### REQUIRED WORK
Here is a block of records. Copy every line in it that includes "ArbitrageReceiver".

Top of DATASET RECORDS

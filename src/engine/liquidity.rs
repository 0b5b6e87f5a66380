// 8.6: the stable-unit liquidity pool. providers fund what borrowers draw;
// their base accounting backs utilization and the supply rate, and a
// sustained, large-enough supply earns a time-gated reward whose distribution
// is delegated to the external distributor.

use super::core::Ledger;
use super::results::{LedgerError, WithdrawLiquidityOutcome};
use crate::events::{
    EventPayload, LiquiditySuppliedEvent, LiquidityWithdrawnEvent, RewardEligibleEvent,
};
use crate::types::{AccountId, Timestamp, UsdValue};
use primitive_types::U256;
use serde::{Deserialize, Serialize};

/// Per-provider liquidity accounting.
#[derive(Debug, Clone, Copy, Default, Serialize, Deserialize)]
pub struct LiquidityAccount {
    /// Base units credited at supply time; share-out is proportional to this.
    pub base: u128,
    pub last_supply: Timestamp,
    /// Start of the current reward accrual window.
    pub last_reward: Timestamp,
}

/// a * b / c at 256 bits, floor. share-out math never rounds in the
/// provider's favor.
fn mul_div(a: u128, b: u128, c: u128) -> u128 {
    debug_assert!(c > 0);
    let result = U256::from(a) * U256::from(b) / U256::from(c);
    debug_assert!(result <= U256::from(u128::MAX));
    result.as_u128()
}

impl Ledger {
    /// Total pool value backing the liquidity base: idle stable units plus
    /// everything currently lent out.
    fn pool_value(&self) -> u128 {
        self.stable_balance + self.totals.total_borrow
    }

    pub fn supply_liquidity(
        &mut self,
        provider: AccountId,
        amount: u128,
    ) -> Result<(), LedgerError> {
        self.begin_op()?;
        let result = self.supply_liquidity_inner(provider, amount);
        self.end_op();
        result
    }

    fn supply_liquidity_inner(
        &mut self,
        provider: AccountId,
        amount: u128,
    ) -> Result<(), LedgerError> {
        if amount == 0 {
            return Err(LedgerError::ZeroAmount);
        }

        let total_base = self.totals.total_supplied_liquidity;
        let base_minted = if total_base == 0 {
            amount
        } else {
            // mint at the current base-to-value exchange rate
            mul_div(amount, total_base, self.pool_value())
        };

        self.stable_balance += amount;
        self.totals.total_supplied_liquidity += base_minted;
        let account = self.providers.entry(provider).or_default();
        let first_supply = account.base == 0;
        account.base += base_minted;
        account.last_supply = self.current_time;
        if first_supply {
            account.last_reward = self.current_time;
        }
        let new_base = account.base;

        self.emit_event(EventPayload::LiquiditySupplied(LiquiditySuppliedEvent {
            provider,
            amount: UsdValue::new(amount),
            new_base: UsdValue::new(new_base),
        }));

        Ok(())
    }

    /// Burn `base_amount` of the provider's base for a proportional share of
    /// the pool's current value.
    pub fn withdraw_liquidity(
        &mut self,
        provider: AccountId,
        base_amount: u128,
    ) -> Result<WithdrawLiquidityOutcome, LedgerError> {
        self.begin_op()?;
        let result = self.withdraw_liquidity_inner(provider, base_amount);
        self.end_op();
        result
    }

    fn withdraw_liquidity_inner(
        &mut self,
        provider: AccountId,
        base_amount: u128,
    ) -> Result<WithdrawLiquidityOutcome, LedgerError> {
        if base_amount == 0 {
            return Err(LedgerError::ZeroAmount);
        }

        let held = self.providers.get(&provider).map(|a| a.base).unwrap_or(0);
        if held < base_amount {
            return Err(LedgerError::InsufficientLiquidityBase {
                held,
                requested: base_amount,
            });
        }

        let total_base = self.totals.total_supplied_liquidity;
        let value_out = mul_div(base_amount, self.pool_value(), total_base);
        if value_out > self.stable_balance {
            return Err(LedgerError::InsufficientLiquidity {
                available: self.stable_balance,
                requested: value_out,
            });
        }

        let account = self.providers.get_mut(&provider).unwrap();
        account.base -= base_amount;
        self.totals.total_supplied_liquidity -= base_amount;
        self.stable_balance -= value_out;
        self.totals.supplier_interest_accrued += value_out.saturating_sub(base_amount);

        self.emit_event(EventPayload::LiquidityWithdrawn(LiquidityWithdrawnEvent {
            provider,
            base_burned: UsdValue::new(base_amount),
            value_out: UsdValue::new(value_out),
        }));

        Ok(WithdrawLiquidityOutcome {
            base_burned: UsdValue::new(base_amount),
            value_out: UsdValue::new(value_out),
        })
    }

    /// Whether a provider currently qualifies for a reward, and the nominal
    /// amount a claim would yield. Eligibility requires the base to meet the
    /// configured threshold and a full interval of sustained supply.
    pub fn reward_eligibility(&self, provider: AccountId) -> (bool, u128) {
        let Some(account) = self.providers.get(&provider) else {
            return (false, 0);
        };
        let elapsed = self.current_time.seconds_since(account.last_reward);
        let eligible = account.base >= self.protocol.reward_supply_threshold
            && elapsed >= self.protocol.reward_interval_secs;
        if eligible {
            (true, self.protocol.reward_amount)
        } else {
            (false, 0)
        }
    }

    /// Record a reward claim, resetting the accrual window. The nominal
    /// amount is returned for the external distributor; no stable units move
    /// here.
    pub fn claim_reward(&mut self, provider: AccountId) -> Result<u128, LedgerError> {
        self.begin_op()?;
        let result = self.claim_reward_inner(provider);
        self.end_op();
        result
    }

    fn claim_reward_inner(&mut self, provider: AccountId) -> Result<u128, LedgerError> {
        let (eligible, reward) = self.reward_eligibility(provider);
        if !eligible {
            return Err(LedgerError::RewardNotEligible);
        }
        let account = self.providers.get_mut(&provider).unwrap();
        account.last_reward = self.current_time;

        self.emit_event(EventPayload::RewardEligible(RewardEligibleEvent {
            provider,
            reward: UsdValue::new(reward),
        }));

        Ok(reward)
    }
}
// 8.1: the ledger aggregate. all state lives here, behind the operation API;
// nothing outside this module mutates a field directly, so the §3 invariants
// can be checked at every exit point. operations are applied one at a time in
// host order; the reentrancy latch rejects any attempt to re-enter while a
// mutation is partially applied.

use super::config::{LedgerConfig, ProtocolConfig};
use super::liquidity::LiquidityAccount;
use super::results::LedgerError;
use crate::asset::{Asset, AssetRegistry};
use crate::auth::Acl;
use crate::events::{Event, EventId, EventPayload};
use crate::oracle::OracleEngine;
use crate::position::Position;
use crate::types::{AccountId, AssetId, PositionId, Timestamp};
use log::debug;
use serde::{Deserialize, Serialize};
use std::collections::HashMap;

/// Ceiling on positions per owner. Position ids index into the owner's list,
/// so the list only ever grows.
pub const MAX_POSITIONS_PER_OWNER: usize = 1_000;

/// Aggregate totals maintained alongside per-position state.
#[derive(Debug, Clone, Copy, Default, PartialEq, Eq, Serialize, Deserialize)]
pub struct LedgerTotals {
    /// Outstanding borrowed principal plus folded interest, WAD stable units.
    pub total_borrow: u128,
    /// Liquidity base supplied by providers.
    pub total_supplied_liquidity: u128,
    /// Cumulative interest folded into borrower debt.
    pub borrower_interest_accrued: u128,
    /// Cumulative value paid out to providers above their base.
    pub supplier_interest_accrued: u128,
    /// Cumulative flash-loan fees collected.
    pub flash_fees_accrued: u128,
}

#[derive(Debug)]
pub struct Ledger {
    pub(super) config: LedgerConfig,
    pub(super) protocol: ProtocolConfig,
    pub(super) assets: AssetRegistry,
    pub(super) oracle: OracleEngine,
    pub(super) positions: HashMap<AccountId, Vec<Position>>,
    pub(super) providers: HashMap<AccountId, LiquidityAccount>,
    pub(super) gov_balances: HashMap<AccountId, u128>,
    pub(super) acl: Acl,
    pub(super) totals: LedgerTotals,
    /// Reference stable units the protocol currently holds.
    pub(super) stable_balance: u128,
    pub(super) paused: bool,
    pub(super) op_in_progress: bool,
    pub(super) events: Vec<Event>,
    pub(super) next_event_id: u64,
    pub(super) current_time: Timestamp,
}

impl Ledger {
    pub fn new(config: LedgerConfig, admin: AccountId) -> Self {
        Self {
            config,
            protocol: ProtocolConfig::default(),
            assets: AssetRegistry::default(),
            oracle: OracleEngine::default(),
            positions: HashMap::new(),
            providers: HashMap::new(),
            gov_balances: HashMap::new(),
            acl: Acl::with_admin(admin),
            totals: LedgerTotals::default(),
            stable_balance: 0,
            paused: false,
            op_in_progress: false,
            events: Vec::new(),
            next_event_id: 1,
            current_time: Timestamp::from_secs(0),
        }
    }

    // -- clock, host-driven --

    pub fn set_time(&mut self, timestamp: Timestamp) {
        self.current_time = timestamp;
    }

    pub fn advance_time(&mut self, secs: u64) {
        self.current_time = Timestamp::from_secs(self.current_time.as_secs() + secs);
    }

    pub fn time(&self) -> Timestamp {
        self.current_time
    }

    // -- operation latch --

    /// Entry gate for caller-initiated mutating operations: rejects while a
    /// mutation is in flight or the protocol is halted.
    pub(super) fn begin_op(&mut self) -> Result<(), LedgerError> {
        if self.op_in_progress {
            return Err(LedgerError::ReentrantCall);
        }
        if self.paused {
            return Err(LedgerError::ProtocolPaused);
        }
        self.op_in_progress = true;
        Ok(())
    }

    /// Entry gate for administrative operations. These must remain callable
    /// while halted (resume, breaker reset), so only the latch is checked.
    pub(super) fn begin_admin_op(&mut self) -> Result<(), LedgerError> {
        if self.op_in_progress {
            return Err(LedgerError::ReentrantCall);
        }
        self.op_in_progress = true;
        Ok(())
    }

    pub(super) fn end_op(&mut self) {
        self.op_in_progress = false;
    }

    // -- events --

    pub(super) fn emit_event(&mut self, payload: EventPayload) {
        let event = Event::new(EventId(self.next_event_id), self.current_time, payload);
        self.next_event_id += 1;

        debug!("[event {}] {:?}", event.id.0, event.payload);

        self.events.push(event);

        if self.events.len() > self.config.max_events {
            let drain_count = self.events.len() - self.config.max_events;
            self.events.drain(0..drain_count);
        }
    }

    pub fn events(&self) -> &[Event] {
        &self.events
    }

    pub fn recent_events(&self, count: usize) -> &[Event] {
        let start = self.events.len().saturating_sub(count);
        &self.events[start..]
    }

    // -- accessors --

    pub fn totals(&self) -> &LedgerTotals {
        &self.totals
    }

    pub fn stable_balance(&self) -> u128 {
        self.stable_balance
    }

    pub fn is_paused(&self) -> bool {
        self.paused
    }

    pub fn protocol_config(&self) -> &ProtocolConfig {
        &self.protocol
    }

    pub fn asset(&self, id: AssetId) -> Result<&Asset, LedgerError> {
        Ok(self.assets.get(id)?)
    }

    pub fn assets(&self) -> impl Iterator<Item = &Asset> {
        self.assets.iter()
    }

    pub fn oracle(&self) -> &OracleEngine {
        &self.oracle
    }

    pub fn positions_of(&self, owner: AccountId) -> &[Position] {
        self.positions.get(&owner).map(Vec::as_slice).unwrap_or(&[])
    }

    pub fn position(
        &self,
        owner: AccountId,
        position_id: PositionId,
    ) -> Result<&Position, LedgerError> {
        self.positions
            .get(&owner)
            .and_then(|list| list.get(position_id.0 as usize))
            .ok_or(LedgerError::PositionNotFound { owner, position_id })
    }

    pub(super) fn position_mut(
        &mut self,
        owner: AccountId,
        position_id: PositionId,
    ) -> Result<&mut Position, LedgerError> {
        self.positions
            .get_mut(&owner)
            .and_then(|list| list.get_mut(position_id.0 as usize))
            .ok_or(LedgerError::PositionNotFound { owner, position_id })
    }

    /// Active-position lookup used by every lifecycle operation.
    pub(super) fn active_position(
        &self,
        owner: AccountId,
        position_id: PositionId,
    ) -> Result<&Position, LedgerError> {
        let position = self.position(owner, position_id)?;
        if !position.is_active() {
            return Err(LedgerError::PositionNotActive { owner, position_id });
        }
        Ok(position)
    }

    pub fn provider(&self, account: AccountId) -> Option<&LiquidityAccount> {
        self.providers.get(&account)
    }

    pub fn gov_balance(&self, account: AccountId) -> u128 {
        self.gov_balances.get(&account).copied().unwrap_or(0)
    }
}
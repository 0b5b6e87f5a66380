//! Collateralized Lending Ledger Simulation.
//!
//! Demonstrates the full ledger lifecycle including oracle aggregation,
//! supply/borrow/repay, a liquidation after a price drop, flash loans, and
//! the administrative halt and circuit breaker controls.

use lending_core::*;

const ADMIN: AccountId = AccountId(0);
const WETH: AssetId = AssetId(1);
const FEED: SourceId = SourceId(1);
const TWAP: SourceId = SourceId(2);

fn main() {
    env_logger::init();

    println!("Collateralized Lending Ledger Simulation");
    println!("Multi-Source Oracle, Tiered Risk, Full Lifecycle\n");

    scenario_1_oracle_aggregation();
    scenario_2_lending_lifecycle();
    scenario_3_liquidation();
    scenario_4_flash_loan();
    scenario_5_halt_and_breaker();

    println!("\nAll simulations completed successfully.");
}

/// A ledger with WETH listed (two oracle sources) and a funded liquidity pool.
fn setup() -> Ledger {
    let mut ledger = Ledger::new(LedgerConfig::default(), ADMIN);
    ledger.set_time(Timestamp::from_secs(1_000_000));

    let weth = Asset::new(WETH, "WETH", 18, Tier::CrossA, wad_pct(70), wad_pct(80))
        .with_source(
            OracleSource {
                id: FEED,
                kind: SourceKind::PushFeed,
                decimals: 8,
                active: true,
            },
            true,
        )
        .with_source(
            OracleSource {
                id: TWAP,
                kind: SourceKind::AmmTwap,
                decimals: 8,
                active: true,
            },
            false,
        )
        .with_min_oracle_count(2);
    ledger.list_asset(ADMIN, weth).unwrap();

    let provider = AccountId(100);
    ledger.supply_liquidity(provider, 1_000_000 * math::WAD).unwrap();

    ledger
}

fn wad_pct(pct: u128) -> u128 {
    math::WAD * pct / 100
}

/// Push the same round to both WETH sources.
fn feed_weth(ledger: &mut Ledger, price_e8: i128, round_id: u64) {
    let round = PriceRound {
        answer: price_e8,
        round_id,
        answered_in_round: round_id,
        updated_at: ledger.time(),
    };
    ledger.submit_round(ADMIN, WETH, FEED, round).unwrap();
    ledger.submit_round(ADMIN, WETH, TWAP, round).unwrap();
}

/// Median aggregation across disagreeing sources.
fn scenario_1_oracle_aggregation() {
    println!("Scenario 1: Oracle Aggregation\n");

    let mut ledger = setup();

    let at = ledger.time();
    ledger
        .submit_round(ADMIN, WETH, FEED, PriceRound {
            answer: 2_000_00000000,
            round_id: 1,
            answered_in_round: 1,
            updated_at: at,
        })
        .unwrap();
    ledger
        .submit_round(ADMIN, WETH, TWAP, PriceRound {
            answer: 2_010_00000000,
            round_id: 1,
            answered_in_round: 1,
            updated_at: at,
        })
        .unwrap();

    let price = ledger.refresh_asset_price(WETH).unwrap();
    println!("  Feed reports $2000.00, TWAP reports $2010.00");
    println!("  Committed median: {} (e8)\n", price.value());
}

/// Supply, borrow, accrue a year of interest, repay, close.
fn scenario_2_lending_lifecycle() {
    println!("Scenario 2: Lending Lifecycle\n");

    let mut ledger = setup();
    feed_weth(&mut ledger, 2_000_00000000, 1);

    let bob = AccountId(2);
    let position = ledger.open_position(bob, WETH, false).unwrap();
    ledger
        .supply_collateral(bob, position, WETH, Amount::new(10 * math::WAD))
        .unwrap();

    let limit = ledger.credit_limit(bob, position).unwrap();
    println!("  Bob supplies 10 WETH at $2000, credit limit {}", limit / math::WAD);

    ledger.borrow(bob, position, 10_000 * math::WAD).unwrap();
    println!("  Bob borrows 10,000 stable units");
    println!("  Utilization: {}%", ledger.utilization() * 100 / math::WAD);

    ledger.advance_time(math::SECONDS_PER_YEAR);
    feed_weth(&mut ledger, 2_000_00000000, 2);

    let debt = ledger.position_debt(bob, position).unwrap();
    println!("  One year later debt has grown to {}", debt / math::WAD);

    let outcome = ledger.repay(bob, position, REPAY_ALL).unwrap();
    println!("  Bob repays {} in full", outcome.repaid.value() / math::WAD);

    let close = ledger.close_position(bob, position).unwrap();
    println!(
        "  Position closed, {} collateral assets returned\n",
        close.collateral_returned.len()
    );
}

/// A price drop pushes the health factor below one; a governance-token
/// holder liquidates.
fn scenario_3_liquidation() {
    println!("Scenario 3: Liquidation\n");

    let mut ledger = setup();
    feed_weth(&mut ledger, 2_000_00000000, 1);

    let bob = AccountId(2);
    let carol = AccountId(3);
    ledger
        .set_governance_balance(ADMIN, carol, 50_000 * math::WAD)
        .unwrap();

    let position = ledger.open_position(bob, WETH, false).unwrap();
    ledger
        .supply_collateral(bob, position, WETH, Amount::new(10 * math::WAD))
        .unwrap();
    ledger.borrow(bob, position, 13_000 * math::WAD).unwrap();

    let hf = ledger.health_factor(bob, position).unwrap();
    println!("  Bob borrows 13,000 against 10 WETH, health factor {:.3}", hf as f64 / math::WAD as f64);

    ledger.advance_time(60);
    feed_weth(&mut ledger, 1_550_00000000, 2);
    let hf = ledger.health_factor(bob, position).unwrap();
    println!("  WETH drops to $1550, health factor {:.3}", hf as f64 / math::WAD as f64);

    let outcome = ledger.liquidate(carol, bob, position).unwrap();
    println!(
        "  Carol liquidates: repays {} plus fee {}, seizes {} asset(s)\n",
        outcome.debt_repaid.value() / math::WAD,
        outcome.fee.value() / math::WAD,
        outcome.collateral_seized.len()
    );
}

struct ArbitrageReceiver {
    repay_in_full: bool,
}

impl FlashLoanReceiver for ArbitrageReceiver {
    fn on_flash_loan(
        &mut self,
        _ledger: &mut Ledger,
        amount: u128,
        fee: u128,
        _data: &[u8],
    ) -> Result<u128, String> {
        if self.repay_in_full {
            Ok(amount + fee)
        } else {
            Ok(amount / 2)
        }
    }
}

/// Flash loans: a well-behaved receiver pays the fee, a short repayment
/// unwinds with no state change.
fn scenario_4_flash_loan() {
    println!("Scenario 4: Flash Loans\n");

    let mut ledger = setup();
    let balance_before = ledger.stable_balance();

    let mut good = ArbitrageReceiver { repay_in_full: true };
    let outcome = ledger
        .flash_loan(AccountId(7), &mut good, 100_000 * math::WAD, &[])
        .unwrap();
    println!(
        "  Flash loan of 100,000 repaid with fee {}",
        outcome.fee.value() / math::WAD
    );
    println!(
        "  Pool grew by {}",
        (ledger.stable_balance() - balance_before) / math::WAD
    );

    let balance_before = ledger.stable_balance();
    let mut bad = ArbitrageReceiver { repay_in_full: false };
    let err = ledger
        .flash_loan(AccountId(7), &mut bad, 100_000 * math::WAD, &[])
        .unwrap_err();
    println!("  Short repayment rejected: {err}");
    assert_eq!(ledger.stable_balance(), balance_before);
    println!("  Pool balance unchanged\n");
}

/// Administrative halt and circuit breaker controls.
fn scenario_5_halt_and_breaker() {
    println!("Scenario 5: Halt and Circuit Breaker\n");

    let mut ledger = setup();
    feed_weth(&mut ledger, 2_000_00000000, 1);
    let bob = AccountId(2);
    let position = ledger.open_position(bob, WETH, false).unwrap();

    ledger.set_paused(ADMIN, true).unwrap();
    let err = ledger
        .supply_collateral(bob, position, WETH, Amount::new(math::WAD))
        .unwrap_err();
    println!("  While halted: {err}");
    ledger.set_paused(ADMIN, false).unwrap();

    ledger.trip_breaker(ADMIN, WETH).unwrap();
    let err = ledger.refresh_asset_price(WETH).unwrap_err();
    println!("  Breaker tripped: {err}");

    ledger.reset_breaker(ADMIN, WETH).unwrap();
    let price = ledger.refresh_asset_price(WETH).unwrap();
    println!("  Breaker reset, price reads again: {} (e8)", price.value());
}
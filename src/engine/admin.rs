// 8.7: administrative surface. every entry point takes the caller's account
// and checks it against the capability table before any other validation.
// these remain callable while halted (resume and breaker resets have to be),
// but still respect the operation latch.

use super::config::ProtocolConfig;
use super::core::Ledger;
use super::results::LedgerError;
use crate::asset::Asset;
use crate::auth::Role;
use crate::events::{
    AssetListedEvent, AssetUpdatedEvent, CircuitBreakerResetEvent, CircuitBreakerTrippedEvent,
    EventPayload, OracleConfigUpdatedEvent, PausedSetEvent, ProtocolConfigUpdatedEvent,
};
use crate::oracle::{GlobalOracleConfig, PriceRound};
use crate::types::{AccountId, AssetId, SourceId};

impl Ledger {
    pub fn grant_role(
        &mut self,
        caller: AccountId,
        actor: AccountId,
        role: Role,
    ) -> Result<(), LedgerError> {
        self.begin_admin_op()?;
        let result = self.acl.require(caller, Role::Manager).map_err(Into::into);
        if result.is_ok() {
            self.acl.grant(actor, role);
        }
        self.end_op();
        result
    }

    pub fn revoke_role(
        &mut self,
        caller: AccountId,
        actor: AccountId,
        role: Role,
    ) -> Result<(), LedgerError> {
        self.begin_admin_op()?;
        let result = self.acl.require(caller, Role::Manager).map_err(Into::into);
        if result.is_ok() {
            self.acl.revoke(actor, role);
        }
        self.end_op();
        result
    }

    pub fn list_asset(&mut self, caller: AccountId, asset: Asset) -> Result<(), LedgerError> {
        self.begin_admin_op()?;
        let result = self.list_asset_inner(caller, asset);
        self.end_op();
        result
    }

    fn list_asset_inner(&mut self, caller: AccountId, asset: Asset) -> Result<(), LedgerError> {
        self.acl.require(caller, Role::Manager)?;
        let event = AssetListedEvent {
            asset_id: asset.id,
            symbol: asset.symbol.clone(),
            tier: asset.tier,
        };
        self.assets.list(asset)?;
        self.emit_event(EventPayload::AssetListed(event));
        Ok(())
    }

    pub fn update_asset(&mut self, caller: AccountId, asset: Asset) -> Result<(), LedgerError> {
        self.begin_admin_op()?;
        let result = self.update_asset_inner(caller, asset);
        self.end_op();
        result
    }

    fn update_asset_inner(&mut self, caller: AccountId, asset: Asset) -> Result<(), LedgerError> {
        self.acl.require(caller, Role::Manager)?;
        let event = AssetUpdatedEvent {
            asset_id: asset.id,
            active: asset.active,
        };
        self.assets.update(asset)?;
        self.emit_event(EventPayload::AssetUpdated(event));
        Ok(())
    }

    pub fn deactivate_asset(
        &mut self,
        caller: AccountId,
        asset_id: AssetId,
    ) -> Result<(), LedgerError> {
        self.begin_admin_op()?;
        let result = self.deactivate_asset_inner(caller, asset_id);
        self.end_op();
        result
    }

    fn deactivate_asset_inner(
        &mut self,
        caller: AccountId,
        asset_id: AssetId,
    ) -> Result<(), LedgerError> {
        self.acl.require(caller, Role::Manager)?;
        self.assets.deactivate(asset_id)?;
        self.emit_event(EventPayload::AssetUpdated(AssetUpdatedEvent {
            asset_id,
            active: false,
        }));
        Ok(())
    }

    pub fn update_oracle_config(
        &mut self,
        caller: AccountId,
        config: GlobalOracleConfig,
    ) -> Result<(), LedgerError> {
        self.begin_admin_op()?;
        let result = self.update_oracle_config_inner(caller, config);
        self.end_op();
        result
    }

    fn update_oracle_config_inner(
        &mut self,
        caller: AccountId,
        config: GlobalOracleConfig,
    ) -> Result<(), LedgerError> {
        self.acl.require(caller, Role::Manager)?;
        self.oracle.set_config(config)?;
        self.emit_event(EventPayload::OracleConfigUpdated(OracleConfigUpdatedEvent));
        Ok(())
    }

    /// Replace the economic parameters. The version is bumped by the ledger;
    /// whatever the caller put in the incoming record is ignored.
    pub fn update_protocol_config(
        &mut self,
        caller: AccountId,
        config: ProtocolConfig,
    ) -> Result<(), LedgerError> {
        self.begin_admin_op()?;
        let result = self.update_protocol_config_inner(caller, config);
        self.end_op();
        result
    }

    fn update_protocol_config_inner(
        &mut self,
        caller: AccountId,
        mut config: ProtocolConfig,
    ) -> Result<(), LedgerError> {
        self.acl.require(caller, Role::Manager)?;
        config
            .validate()
            .map_err(|reason| LedgerError::ConfigOutOfBounds { reason })?;
        config.version = self.protocol.version + 1;
        let version = config.version;
        self.protocol = config;
        self.emit_event(EventPayload::ProtocolConfigUpdated(
            ProtocolConfigUpdatedEvent { version },
        ));
        Ok(())
    }

    pub fn set_paused(&mut self, caller: AccountId, paused: bool) -> Result<(), LedgerError> {
        self.begin_admin_op()?;
        let result = self.acl.require(caller, Role::Guardian).map_err(Into::into);
        if result.is_ok() {
            self.paused = paused;
            self.emit_event(EventPayload::PausedSet(PausedSetEvent { paused }));
        }
        self.end_op();
        result
    }

    /// Forcibly engage an asset's circuit breaker; all price reads for the
    /// asset fail until reset.
    pub fn trip_breaker(&mut self, caller: AccountId, asset_id: AssetId) -> Result<(), LedgerError> {
        self.begin_admin_op()?;
        let result = self.trip_breaker_inner(caller, asset_id);
        self.end_op();
        result
    }

    fn trip_breaker_inner(&mut self, caller: AccountId, asset_id: AssetId) -> Result<(), LedgerError> {
        self.acl.require(caller, Role::Manager)?;
        self.assets.get(asset_id)?;
        self.oracle.trip_breaker(asset_id);
        self.emit_event(EventPayload::CircuitBreakerTripped(
            CircuitBreakerTrippedEvent { asset_id },
        ));
        Ok(())
    }

    /// Clear the breaker flag without altering the last valid price.
    pub fn reset_breaker(&mut self, caller: AccountId, asset_id: AssetId) -> Result<(), LedgerError> {
        self.begin_admin_op()?;
        let result = self.reset_breaker_inner(caller, asset_id);
        self.end_op();
        result
    }

    fn reset_breaker_inner(&mut self, caller: AccountId, asset_id: AssetId) -> Result<(), LedgerError> {
        self.acl.require(caller, Role::Manager)?;
        self.assets.get(asset_id)?;
        self.oracle.reset_breaker(asset_id);
        self.emit_event(EventPayload::CircuitBreakerReset(CircuitBreakerResetEvent {
            asset_id,
        }));
        Ok(())
    }

    /// External feed entry point: record a reported round for one of an
    /// asset's configured sources.
    pub fn submit_round(
        &mut self,
        caller: AccountId,
        asset_id: AssetId,
        source: SourceId,
        round: PriceRound,
    ) -> Result<(), LedgerError> {
        self.begin_admin_op()?;
        let result = self.submit_round_inner(caller, asset_id, source, round);
        self.end_op();
        result
    }

    fn submit_round_inner(
        &mut self,
        caller: AccountId,
        asset_id: AssetId,
        source: SourceId,
        round: PriceRound,
    ) -> Result<(), LedgerError> {
        self.acl.require(caller, Role::Protocol)?;
        let asset = self.assets.get(asset_id)?;
        if !asset.sources.iter().any(|s| s.id == source) {
            return Err(LedgerError::UnknownSource {
                asset: asset_id,
                source_id: source,
            });
        }
        self.oracle.submit_round(asset_id, source, round);
        Ok(())
    }

    /// External governance-token feed: record an account's balance for
    /// liquidator eligibility checks.
    pub fn set_governance_balance(
        &mut self,
        caller: AccountId,
        account: AccountId,
        balance: u128,
    ) -> Result<(), LedgerError> {
        self.begin_admin_op()?;
        let result = self.acl.require(caller, Role::Protocol).map_err(Into::into);
        if result.is_ok() {
            self.gov_balances.insert(account, balance);
        }
        self.end_op();
        result
    }
}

Bottom of DATASET RECORDS

### WRITTEN ANSWER
struct ArbitrageReceiver {
impl FlashLoanReceiver for ArbitrageReceiver {
    let mut good = ArbitrageReceiver { repay_in_full: true };
    let mut bad = ArbitrageReceiver { repay_in_full: false };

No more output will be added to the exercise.